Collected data

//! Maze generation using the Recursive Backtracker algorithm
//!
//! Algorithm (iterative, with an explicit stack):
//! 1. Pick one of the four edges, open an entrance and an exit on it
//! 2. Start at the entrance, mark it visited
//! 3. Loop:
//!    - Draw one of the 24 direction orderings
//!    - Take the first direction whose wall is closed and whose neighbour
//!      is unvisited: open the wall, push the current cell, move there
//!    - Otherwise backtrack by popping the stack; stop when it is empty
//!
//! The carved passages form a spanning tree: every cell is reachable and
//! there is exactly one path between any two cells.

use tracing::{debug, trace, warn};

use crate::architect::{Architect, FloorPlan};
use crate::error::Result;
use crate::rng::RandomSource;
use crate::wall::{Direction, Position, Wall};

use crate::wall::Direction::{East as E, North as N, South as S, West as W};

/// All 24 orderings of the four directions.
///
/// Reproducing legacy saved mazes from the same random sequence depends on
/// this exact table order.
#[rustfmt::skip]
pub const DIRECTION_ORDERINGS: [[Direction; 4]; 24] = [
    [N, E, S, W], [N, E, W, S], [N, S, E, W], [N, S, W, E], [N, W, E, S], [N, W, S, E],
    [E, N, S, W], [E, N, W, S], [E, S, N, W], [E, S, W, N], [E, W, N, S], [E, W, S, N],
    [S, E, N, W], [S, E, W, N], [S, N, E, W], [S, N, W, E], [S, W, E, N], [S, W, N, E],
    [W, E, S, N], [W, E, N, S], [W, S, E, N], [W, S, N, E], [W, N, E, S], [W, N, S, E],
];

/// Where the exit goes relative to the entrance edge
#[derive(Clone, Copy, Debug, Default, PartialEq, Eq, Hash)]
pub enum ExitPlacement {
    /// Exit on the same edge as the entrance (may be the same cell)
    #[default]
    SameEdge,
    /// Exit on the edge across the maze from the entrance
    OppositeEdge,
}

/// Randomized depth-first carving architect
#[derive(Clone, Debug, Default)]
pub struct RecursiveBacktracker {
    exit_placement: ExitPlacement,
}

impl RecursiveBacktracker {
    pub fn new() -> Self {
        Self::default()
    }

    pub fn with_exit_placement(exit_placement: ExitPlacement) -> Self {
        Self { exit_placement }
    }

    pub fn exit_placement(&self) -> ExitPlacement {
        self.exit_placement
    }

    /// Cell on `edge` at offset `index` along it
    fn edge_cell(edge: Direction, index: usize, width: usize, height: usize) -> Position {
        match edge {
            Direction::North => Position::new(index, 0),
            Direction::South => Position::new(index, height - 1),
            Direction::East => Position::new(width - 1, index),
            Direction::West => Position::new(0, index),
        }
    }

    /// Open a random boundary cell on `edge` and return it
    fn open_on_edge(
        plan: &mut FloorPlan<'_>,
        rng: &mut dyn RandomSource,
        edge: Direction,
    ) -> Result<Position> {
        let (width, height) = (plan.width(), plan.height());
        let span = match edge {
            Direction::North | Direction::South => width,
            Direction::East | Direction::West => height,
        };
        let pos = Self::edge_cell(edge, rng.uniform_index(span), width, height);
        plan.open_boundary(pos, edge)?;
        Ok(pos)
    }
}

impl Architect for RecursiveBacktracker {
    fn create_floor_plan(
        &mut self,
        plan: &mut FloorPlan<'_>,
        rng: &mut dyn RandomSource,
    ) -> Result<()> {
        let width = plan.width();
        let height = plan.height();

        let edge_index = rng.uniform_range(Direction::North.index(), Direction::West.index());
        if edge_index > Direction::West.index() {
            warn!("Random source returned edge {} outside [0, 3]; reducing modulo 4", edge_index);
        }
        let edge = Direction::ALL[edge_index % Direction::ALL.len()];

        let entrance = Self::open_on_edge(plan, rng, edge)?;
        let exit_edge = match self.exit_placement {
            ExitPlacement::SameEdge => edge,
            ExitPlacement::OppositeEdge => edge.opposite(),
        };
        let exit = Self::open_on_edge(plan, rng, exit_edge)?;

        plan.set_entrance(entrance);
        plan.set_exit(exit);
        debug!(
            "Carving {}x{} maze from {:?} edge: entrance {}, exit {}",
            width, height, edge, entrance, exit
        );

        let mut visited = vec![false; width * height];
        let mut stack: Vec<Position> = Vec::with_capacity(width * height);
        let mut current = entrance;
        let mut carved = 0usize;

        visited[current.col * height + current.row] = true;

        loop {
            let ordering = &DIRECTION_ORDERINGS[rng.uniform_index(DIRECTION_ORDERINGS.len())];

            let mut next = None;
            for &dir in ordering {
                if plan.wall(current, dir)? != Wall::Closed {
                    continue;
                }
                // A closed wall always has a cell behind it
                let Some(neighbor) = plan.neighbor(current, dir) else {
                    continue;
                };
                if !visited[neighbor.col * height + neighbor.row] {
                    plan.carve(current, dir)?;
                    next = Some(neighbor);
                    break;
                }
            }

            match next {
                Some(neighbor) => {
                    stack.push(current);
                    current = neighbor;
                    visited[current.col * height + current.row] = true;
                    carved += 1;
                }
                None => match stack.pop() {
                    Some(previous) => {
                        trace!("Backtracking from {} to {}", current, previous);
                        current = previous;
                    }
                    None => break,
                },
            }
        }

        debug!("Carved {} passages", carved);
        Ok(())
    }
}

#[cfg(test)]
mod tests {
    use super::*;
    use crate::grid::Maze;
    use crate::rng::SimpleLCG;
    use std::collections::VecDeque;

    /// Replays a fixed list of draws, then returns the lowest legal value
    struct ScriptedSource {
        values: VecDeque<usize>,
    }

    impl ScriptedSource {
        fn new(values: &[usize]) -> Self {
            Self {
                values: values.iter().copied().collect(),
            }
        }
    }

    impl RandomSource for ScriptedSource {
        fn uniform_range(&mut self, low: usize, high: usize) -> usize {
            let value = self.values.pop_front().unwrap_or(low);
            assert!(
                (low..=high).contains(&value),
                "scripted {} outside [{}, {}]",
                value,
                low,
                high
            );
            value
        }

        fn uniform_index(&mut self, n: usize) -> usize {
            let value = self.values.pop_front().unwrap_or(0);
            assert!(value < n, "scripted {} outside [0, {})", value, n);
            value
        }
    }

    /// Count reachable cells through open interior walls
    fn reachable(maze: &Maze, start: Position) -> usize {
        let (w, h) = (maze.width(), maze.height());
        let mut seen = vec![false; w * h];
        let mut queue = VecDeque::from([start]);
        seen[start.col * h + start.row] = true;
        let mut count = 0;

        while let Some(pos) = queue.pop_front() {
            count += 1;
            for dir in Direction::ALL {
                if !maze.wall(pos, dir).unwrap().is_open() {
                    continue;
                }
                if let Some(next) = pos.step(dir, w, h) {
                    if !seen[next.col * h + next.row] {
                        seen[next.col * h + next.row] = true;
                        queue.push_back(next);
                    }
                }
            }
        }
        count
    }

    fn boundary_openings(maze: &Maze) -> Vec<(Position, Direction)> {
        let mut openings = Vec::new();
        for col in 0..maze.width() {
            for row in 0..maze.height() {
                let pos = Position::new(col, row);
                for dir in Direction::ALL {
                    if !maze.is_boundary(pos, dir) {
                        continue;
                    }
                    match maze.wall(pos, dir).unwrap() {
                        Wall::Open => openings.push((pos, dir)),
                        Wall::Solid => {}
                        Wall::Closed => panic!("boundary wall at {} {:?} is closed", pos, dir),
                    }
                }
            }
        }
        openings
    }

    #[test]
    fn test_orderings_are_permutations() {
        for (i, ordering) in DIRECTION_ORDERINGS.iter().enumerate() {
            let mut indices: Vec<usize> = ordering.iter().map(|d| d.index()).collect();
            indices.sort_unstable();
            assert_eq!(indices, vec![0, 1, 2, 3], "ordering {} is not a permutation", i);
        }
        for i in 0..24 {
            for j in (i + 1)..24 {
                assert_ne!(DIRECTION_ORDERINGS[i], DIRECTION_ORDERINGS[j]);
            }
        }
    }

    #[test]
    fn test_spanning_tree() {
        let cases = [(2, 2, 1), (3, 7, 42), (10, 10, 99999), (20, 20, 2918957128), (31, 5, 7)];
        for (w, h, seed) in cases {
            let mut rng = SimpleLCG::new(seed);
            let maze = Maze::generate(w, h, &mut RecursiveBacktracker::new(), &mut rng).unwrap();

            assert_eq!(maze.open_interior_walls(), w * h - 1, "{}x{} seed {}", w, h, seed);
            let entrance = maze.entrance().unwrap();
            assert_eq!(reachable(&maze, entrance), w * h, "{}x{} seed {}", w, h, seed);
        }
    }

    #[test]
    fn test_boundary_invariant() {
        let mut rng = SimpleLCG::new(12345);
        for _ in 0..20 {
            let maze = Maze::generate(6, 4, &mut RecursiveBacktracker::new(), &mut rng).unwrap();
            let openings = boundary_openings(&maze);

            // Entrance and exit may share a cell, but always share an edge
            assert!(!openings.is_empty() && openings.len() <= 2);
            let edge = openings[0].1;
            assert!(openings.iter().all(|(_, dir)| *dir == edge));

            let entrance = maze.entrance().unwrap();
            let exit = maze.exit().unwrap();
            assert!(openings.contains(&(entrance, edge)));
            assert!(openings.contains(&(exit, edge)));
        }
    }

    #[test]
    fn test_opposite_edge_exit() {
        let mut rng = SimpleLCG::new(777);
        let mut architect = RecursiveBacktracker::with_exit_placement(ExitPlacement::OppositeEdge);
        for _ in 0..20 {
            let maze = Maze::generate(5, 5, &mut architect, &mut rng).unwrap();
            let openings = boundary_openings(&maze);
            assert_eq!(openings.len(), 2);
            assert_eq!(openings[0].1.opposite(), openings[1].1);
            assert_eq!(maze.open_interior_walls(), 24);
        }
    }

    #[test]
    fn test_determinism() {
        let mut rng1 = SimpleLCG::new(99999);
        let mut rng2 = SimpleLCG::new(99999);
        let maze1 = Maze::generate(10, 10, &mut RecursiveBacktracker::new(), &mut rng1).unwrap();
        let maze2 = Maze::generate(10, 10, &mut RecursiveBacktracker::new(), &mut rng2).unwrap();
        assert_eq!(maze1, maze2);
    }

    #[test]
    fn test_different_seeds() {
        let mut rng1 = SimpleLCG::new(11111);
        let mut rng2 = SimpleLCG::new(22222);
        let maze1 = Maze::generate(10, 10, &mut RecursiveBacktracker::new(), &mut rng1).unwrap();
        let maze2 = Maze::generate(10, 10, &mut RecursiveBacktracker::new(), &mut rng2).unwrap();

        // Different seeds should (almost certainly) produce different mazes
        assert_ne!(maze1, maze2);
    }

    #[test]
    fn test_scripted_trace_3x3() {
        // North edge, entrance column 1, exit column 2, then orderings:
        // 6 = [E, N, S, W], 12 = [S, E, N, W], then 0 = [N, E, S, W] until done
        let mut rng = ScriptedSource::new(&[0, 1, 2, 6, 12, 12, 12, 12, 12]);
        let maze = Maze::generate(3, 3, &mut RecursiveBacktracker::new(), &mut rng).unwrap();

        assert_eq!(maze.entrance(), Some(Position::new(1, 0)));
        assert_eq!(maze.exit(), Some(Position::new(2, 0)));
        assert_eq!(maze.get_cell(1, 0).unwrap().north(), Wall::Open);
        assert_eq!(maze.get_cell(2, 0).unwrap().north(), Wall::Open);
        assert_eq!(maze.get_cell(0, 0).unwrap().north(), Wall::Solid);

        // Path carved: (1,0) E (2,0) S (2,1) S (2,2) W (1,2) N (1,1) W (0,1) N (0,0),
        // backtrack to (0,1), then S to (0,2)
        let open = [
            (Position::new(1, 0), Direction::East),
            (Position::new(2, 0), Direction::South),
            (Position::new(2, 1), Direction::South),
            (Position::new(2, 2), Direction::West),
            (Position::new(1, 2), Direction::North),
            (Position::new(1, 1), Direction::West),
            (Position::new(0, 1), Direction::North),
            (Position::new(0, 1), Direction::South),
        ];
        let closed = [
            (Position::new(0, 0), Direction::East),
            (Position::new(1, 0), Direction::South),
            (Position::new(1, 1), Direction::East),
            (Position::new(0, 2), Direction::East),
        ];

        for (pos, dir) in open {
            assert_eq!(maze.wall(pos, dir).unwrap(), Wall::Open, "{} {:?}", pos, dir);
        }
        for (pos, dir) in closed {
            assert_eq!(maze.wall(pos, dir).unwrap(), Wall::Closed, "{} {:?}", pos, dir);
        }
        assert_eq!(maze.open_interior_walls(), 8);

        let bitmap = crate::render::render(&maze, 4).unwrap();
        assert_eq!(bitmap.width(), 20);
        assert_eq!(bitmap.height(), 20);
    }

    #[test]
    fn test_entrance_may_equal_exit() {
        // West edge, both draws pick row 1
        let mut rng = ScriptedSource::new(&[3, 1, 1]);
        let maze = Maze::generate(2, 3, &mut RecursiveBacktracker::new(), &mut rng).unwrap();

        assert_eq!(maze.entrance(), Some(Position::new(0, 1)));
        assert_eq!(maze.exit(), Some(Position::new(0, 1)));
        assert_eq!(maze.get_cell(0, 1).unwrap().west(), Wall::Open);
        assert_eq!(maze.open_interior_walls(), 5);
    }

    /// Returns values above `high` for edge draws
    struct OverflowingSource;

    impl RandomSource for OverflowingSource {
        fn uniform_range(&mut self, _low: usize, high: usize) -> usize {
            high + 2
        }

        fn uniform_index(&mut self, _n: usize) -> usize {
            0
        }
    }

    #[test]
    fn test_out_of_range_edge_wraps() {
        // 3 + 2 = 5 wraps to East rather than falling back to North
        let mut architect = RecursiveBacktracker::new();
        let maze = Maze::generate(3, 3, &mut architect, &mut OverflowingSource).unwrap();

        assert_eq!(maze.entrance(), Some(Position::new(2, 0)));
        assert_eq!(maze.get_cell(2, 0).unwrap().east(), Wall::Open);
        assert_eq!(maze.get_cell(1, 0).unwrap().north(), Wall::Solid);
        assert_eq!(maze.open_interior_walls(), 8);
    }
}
---
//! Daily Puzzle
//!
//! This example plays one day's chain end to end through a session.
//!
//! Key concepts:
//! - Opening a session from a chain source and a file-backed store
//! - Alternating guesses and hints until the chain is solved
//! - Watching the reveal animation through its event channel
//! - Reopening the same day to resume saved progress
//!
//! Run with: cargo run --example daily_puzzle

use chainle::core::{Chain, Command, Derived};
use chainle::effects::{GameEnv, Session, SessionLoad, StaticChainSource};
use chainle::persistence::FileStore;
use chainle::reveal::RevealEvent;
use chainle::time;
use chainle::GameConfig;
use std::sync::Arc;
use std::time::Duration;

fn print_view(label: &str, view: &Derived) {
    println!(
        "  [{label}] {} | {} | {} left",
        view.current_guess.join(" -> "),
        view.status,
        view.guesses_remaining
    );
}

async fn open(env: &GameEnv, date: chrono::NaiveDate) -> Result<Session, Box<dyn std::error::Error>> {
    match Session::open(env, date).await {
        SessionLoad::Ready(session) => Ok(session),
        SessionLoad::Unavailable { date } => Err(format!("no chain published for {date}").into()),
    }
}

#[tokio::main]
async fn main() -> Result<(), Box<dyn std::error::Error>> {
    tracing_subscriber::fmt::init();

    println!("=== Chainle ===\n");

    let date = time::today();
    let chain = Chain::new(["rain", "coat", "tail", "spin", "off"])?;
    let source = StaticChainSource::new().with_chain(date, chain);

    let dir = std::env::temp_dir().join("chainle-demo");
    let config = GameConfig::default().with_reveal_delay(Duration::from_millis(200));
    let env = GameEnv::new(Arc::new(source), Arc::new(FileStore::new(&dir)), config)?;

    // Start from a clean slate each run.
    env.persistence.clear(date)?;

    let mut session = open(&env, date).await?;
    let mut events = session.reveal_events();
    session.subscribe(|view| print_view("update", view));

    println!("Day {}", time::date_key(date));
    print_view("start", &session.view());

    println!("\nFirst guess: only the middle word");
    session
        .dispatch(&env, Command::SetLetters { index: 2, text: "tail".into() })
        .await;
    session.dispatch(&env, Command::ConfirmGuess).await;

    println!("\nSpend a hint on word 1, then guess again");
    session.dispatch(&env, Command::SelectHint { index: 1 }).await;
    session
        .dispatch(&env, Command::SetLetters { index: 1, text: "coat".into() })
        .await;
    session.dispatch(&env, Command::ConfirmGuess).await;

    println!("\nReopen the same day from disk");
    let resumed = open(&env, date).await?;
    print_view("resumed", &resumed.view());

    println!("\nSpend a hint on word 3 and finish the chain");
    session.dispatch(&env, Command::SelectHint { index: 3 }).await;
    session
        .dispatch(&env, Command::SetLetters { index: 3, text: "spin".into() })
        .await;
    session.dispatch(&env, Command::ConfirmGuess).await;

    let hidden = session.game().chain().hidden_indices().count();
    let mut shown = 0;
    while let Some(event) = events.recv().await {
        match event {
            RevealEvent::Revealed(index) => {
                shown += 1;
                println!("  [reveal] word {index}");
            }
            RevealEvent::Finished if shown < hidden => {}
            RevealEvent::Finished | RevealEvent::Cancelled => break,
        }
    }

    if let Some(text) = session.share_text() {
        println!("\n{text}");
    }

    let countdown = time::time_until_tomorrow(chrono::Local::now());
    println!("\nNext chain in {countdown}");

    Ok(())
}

■ **EXERCISE DESCRIPTION**:
Every line above from the line with "Recursive Backtracker algorithm" to the line with "24 direction orderings", both included, must be reproduced exactly, and no other line may appear.

■ **FINISHED EXERCISE**:
//! Maze generation using the Recursive Backtracker algorithm
//!
//! Algorithm (iterative, with an explicit stack):
//! 1. Pick one of the four edges, open an entrance and an exit on it
//! 2. Start at the entrance, mark it visited
//! 3. Loop:
//!    - Draw one of the 24 direction orderings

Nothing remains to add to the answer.